[Data items]

===

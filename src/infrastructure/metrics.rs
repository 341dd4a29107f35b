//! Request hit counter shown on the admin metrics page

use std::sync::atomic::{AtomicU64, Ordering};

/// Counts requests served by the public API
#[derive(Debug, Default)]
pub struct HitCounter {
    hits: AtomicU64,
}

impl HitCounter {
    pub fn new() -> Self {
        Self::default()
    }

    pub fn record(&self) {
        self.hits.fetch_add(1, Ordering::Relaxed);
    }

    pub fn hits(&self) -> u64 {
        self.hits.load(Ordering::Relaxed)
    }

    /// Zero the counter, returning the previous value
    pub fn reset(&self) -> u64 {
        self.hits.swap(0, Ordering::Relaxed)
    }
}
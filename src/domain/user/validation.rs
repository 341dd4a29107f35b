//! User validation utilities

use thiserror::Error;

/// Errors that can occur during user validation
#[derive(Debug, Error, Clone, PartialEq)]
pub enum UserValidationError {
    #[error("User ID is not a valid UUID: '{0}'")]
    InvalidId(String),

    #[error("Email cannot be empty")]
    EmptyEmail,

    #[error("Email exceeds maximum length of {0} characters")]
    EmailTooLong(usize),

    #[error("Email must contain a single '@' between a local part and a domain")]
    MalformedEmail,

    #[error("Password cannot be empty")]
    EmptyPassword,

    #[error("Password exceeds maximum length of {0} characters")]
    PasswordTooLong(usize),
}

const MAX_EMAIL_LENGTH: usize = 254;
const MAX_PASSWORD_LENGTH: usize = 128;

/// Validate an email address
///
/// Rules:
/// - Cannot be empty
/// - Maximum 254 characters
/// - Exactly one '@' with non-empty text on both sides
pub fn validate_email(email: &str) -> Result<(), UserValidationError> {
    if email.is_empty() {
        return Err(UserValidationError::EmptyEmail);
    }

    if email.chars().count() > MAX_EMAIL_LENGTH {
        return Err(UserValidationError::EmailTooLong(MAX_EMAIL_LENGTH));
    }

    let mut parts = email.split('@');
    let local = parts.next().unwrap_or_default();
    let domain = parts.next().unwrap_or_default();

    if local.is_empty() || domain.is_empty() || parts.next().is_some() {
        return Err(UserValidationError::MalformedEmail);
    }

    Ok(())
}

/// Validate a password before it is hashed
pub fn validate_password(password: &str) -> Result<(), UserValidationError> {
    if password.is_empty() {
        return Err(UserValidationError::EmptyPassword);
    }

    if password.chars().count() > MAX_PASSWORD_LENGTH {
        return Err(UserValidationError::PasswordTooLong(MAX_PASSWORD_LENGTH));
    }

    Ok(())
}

===

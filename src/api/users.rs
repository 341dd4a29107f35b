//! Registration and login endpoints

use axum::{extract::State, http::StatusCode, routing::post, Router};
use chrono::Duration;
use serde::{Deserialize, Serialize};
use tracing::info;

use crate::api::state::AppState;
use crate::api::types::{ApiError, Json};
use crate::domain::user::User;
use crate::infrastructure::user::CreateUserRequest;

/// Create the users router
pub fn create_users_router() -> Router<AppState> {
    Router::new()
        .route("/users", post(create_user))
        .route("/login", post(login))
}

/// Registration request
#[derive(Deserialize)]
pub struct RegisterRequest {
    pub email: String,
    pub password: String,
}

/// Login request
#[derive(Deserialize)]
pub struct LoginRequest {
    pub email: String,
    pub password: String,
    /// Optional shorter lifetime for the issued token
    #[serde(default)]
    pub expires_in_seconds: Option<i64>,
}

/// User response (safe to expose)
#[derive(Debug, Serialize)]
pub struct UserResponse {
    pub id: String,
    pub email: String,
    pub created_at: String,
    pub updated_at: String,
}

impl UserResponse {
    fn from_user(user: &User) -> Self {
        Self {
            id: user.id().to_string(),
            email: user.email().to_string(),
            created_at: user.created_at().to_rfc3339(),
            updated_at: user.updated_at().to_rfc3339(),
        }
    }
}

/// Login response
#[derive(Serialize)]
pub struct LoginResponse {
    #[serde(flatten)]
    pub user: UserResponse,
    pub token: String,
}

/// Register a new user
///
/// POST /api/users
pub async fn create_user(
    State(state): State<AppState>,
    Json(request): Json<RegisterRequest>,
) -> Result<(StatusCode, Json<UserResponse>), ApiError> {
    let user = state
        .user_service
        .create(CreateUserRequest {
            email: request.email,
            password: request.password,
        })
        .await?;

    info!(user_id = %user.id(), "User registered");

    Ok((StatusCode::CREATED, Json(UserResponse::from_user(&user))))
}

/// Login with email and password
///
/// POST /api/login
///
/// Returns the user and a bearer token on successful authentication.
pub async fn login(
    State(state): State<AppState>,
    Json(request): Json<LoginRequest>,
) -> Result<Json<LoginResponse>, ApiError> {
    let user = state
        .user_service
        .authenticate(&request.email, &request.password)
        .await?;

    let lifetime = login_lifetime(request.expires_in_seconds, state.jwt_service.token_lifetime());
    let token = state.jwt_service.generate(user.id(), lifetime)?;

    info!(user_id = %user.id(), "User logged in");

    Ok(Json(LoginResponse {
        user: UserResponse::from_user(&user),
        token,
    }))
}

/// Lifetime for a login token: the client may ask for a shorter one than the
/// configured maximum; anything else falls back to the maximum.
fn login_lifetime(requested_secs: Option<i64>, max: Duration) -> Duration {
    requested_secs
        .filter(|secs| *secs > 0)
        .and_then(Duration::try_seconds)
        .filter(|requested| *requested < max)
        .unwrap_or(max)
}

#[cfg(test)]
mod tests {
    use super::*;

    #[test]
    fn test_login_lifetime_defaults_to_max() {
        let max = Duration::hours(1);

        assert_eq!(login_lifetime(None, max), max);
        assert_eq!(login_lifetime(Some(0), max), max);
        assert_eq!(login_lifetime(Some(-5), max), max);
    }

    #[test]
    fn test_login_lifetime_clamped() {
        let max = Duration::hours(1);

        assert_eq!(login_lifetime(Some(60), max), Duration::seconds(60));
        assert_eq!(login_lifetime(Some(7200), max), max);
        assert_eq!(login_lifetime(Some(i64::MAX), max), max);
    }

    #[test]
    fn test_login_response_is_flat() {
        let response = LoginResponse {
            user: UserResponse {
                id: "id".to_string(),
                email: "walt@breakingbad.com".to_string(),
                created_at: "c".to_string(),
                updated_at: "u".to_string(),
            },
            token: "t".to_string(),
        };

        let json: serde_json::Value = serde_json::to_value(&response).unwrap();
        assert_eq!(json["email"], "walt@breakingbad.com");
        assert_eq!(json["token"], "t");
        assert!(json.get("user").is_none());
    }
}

===

*Problem*:
Look through the entries above; find each line with the word "exceeds" and copy it.

*Result for this exercise*:
    #[error("Email exceeds maximum length of {0} characters")]
    #[error("Password exceeds maximum length of {0} characters")]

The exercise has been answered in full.